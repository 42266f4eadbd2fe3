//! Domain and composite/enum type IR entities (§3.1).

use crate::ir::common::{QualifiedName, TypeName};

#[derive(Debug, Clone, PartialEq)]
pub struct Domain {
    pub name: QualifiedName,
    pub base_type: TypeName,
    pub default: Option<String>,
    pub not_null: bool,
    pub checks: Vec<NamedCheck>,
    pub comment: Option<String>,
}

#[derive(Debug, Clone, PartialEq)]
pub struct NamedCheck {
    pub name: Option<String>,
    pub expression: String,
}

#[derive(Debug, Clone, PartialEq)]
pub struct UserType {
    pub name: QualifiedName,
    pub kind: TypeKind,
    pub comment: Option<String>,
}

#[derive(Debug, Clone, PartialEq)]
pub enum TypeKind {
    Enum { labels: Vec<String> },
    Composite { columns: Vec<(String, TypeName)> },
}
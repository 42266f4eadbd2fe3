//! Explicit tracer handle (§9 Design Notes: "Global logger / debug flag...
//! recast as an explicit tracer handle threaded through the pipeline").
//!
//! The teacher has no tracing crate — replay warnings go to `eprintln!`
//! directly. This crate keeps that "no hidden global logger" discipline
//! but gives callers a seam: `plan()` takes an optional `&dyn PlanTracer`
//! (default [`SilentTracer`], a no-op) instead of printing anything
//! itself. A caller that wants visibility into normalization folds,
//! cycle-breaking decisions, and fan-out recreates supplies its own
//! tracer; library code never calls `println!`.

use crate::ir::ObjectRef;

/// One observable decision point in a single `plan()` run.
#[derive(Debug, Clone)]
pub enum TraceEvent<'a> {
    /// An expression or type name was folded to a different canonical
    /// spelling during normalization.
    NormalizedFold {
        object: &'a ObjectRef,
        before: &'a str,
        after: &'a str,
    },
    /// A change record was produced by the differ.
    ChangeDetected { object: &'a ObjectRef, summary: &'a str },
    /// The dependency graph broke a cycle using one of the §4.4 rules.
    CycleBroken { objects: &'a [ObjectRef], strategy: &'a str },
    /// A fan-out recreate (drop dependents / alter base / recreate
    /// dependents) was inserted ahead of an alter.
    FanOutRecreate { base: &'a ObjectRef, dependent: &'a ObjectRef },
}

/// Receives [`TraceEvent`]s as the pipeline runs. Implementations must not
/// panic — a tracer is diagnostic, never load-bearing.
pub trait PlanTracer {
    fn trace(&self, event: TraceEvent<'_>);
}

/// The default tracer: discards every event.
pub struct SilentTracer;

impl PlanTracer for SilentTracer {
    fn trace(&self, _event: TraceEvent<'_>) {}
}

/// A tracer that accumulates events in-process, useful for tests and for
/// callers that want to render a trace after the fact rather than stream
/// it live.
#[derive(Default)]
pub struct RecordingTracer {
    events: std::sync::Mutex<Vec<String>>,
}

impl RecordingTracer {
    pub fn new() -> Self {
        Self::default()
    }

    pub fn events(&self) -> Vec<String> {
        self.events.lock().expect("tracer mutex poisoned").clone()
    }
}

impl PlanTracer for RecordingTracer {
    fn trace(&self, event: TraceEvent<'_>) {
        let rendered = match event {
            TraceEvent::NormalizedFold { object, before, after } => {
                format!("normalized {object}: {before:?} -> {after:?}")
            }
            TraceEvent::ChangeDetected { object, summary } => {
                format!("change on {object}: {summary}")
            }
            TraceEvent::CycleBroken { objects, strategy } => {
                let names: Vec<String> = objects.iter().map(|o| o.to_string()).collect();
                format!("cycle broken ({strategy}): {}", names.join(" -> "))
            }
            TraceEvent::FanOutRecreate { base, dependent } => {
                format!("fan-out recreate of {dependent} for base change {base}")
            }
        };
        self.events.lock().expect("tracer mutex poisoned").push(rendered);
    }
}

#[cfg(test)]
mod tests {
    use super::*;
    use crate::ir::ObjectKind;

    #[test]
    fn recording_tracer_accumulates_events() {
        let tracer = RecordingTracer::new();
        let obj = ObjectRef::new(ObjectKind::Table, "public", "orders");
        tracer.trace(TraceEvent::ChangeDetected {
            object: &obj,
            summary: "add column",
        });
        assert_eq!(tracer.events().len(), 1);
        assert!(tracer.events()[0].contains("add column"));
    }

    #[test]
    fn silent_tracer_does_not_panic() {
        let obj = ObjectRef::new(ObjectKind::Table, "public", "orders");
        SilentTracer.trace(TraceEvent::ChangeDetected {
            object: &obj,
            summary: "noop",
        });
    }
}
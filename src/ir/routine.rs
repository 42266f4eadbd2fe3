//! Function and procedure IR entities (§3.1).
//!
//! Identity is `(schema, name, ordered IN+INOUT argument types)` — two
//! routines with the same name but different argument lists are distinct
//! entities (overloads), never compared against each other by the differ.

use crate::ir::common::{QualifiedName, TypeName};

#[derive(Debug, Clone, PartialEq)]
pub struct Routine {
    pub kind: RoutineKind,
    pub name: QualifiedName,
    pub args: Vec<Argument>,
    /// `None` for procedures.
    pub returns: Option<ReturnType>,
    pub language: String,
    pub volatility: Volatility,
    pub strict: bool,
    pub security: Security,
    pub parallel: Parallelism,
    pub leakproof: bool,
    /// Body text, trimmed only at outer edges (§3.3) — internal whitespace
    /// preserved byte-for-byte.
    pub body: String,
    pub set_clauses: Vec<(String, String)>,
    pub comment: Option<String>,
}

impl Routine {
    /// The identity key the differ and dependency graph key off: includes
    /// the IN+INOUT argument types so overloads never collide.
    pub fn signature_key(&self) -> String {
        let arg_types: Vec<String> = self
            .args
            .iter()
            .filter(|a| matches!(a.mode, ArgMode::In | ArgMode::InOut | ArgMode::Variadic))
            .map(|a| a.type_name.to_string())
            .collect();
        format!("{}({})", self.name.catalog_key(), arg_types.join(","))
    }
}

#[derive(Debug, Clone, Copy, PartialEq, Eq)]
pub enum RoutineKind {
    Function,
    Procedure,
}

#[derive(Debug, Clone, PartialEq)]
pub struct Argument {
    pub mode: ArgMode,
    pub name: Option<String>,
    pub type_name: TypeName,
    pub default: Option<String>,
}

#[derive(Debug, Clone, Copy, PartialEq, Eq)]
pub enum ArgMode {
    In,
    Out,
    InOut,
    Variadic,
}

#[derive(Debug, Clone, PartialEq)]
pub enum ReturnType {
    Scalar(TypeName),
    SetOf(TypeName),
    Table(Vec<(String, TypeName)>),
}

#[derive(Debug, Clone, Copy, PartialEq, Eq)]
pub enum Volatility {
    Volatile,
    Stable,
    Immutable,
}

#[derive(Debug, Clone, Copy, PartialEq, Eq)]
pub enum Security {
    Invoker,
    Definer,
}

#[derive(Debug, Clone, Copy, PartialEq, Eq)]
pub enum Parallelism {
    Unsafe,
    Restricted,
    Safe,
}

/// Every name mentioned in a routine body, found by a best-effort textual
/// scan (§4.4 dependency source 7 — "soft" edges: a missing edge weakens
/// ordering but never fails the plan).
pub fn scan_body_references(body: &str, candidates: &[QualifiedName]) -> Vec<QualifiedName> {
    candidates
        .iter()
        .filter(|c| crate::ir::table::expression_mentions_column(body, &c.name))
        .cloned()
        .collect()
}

- - -

Work instruction
Where a line of the records holds the word "bool", copy that line.

Answer to this task
    pub not_null: bool,
    pub strict: bool,
    pub leakproof: bool,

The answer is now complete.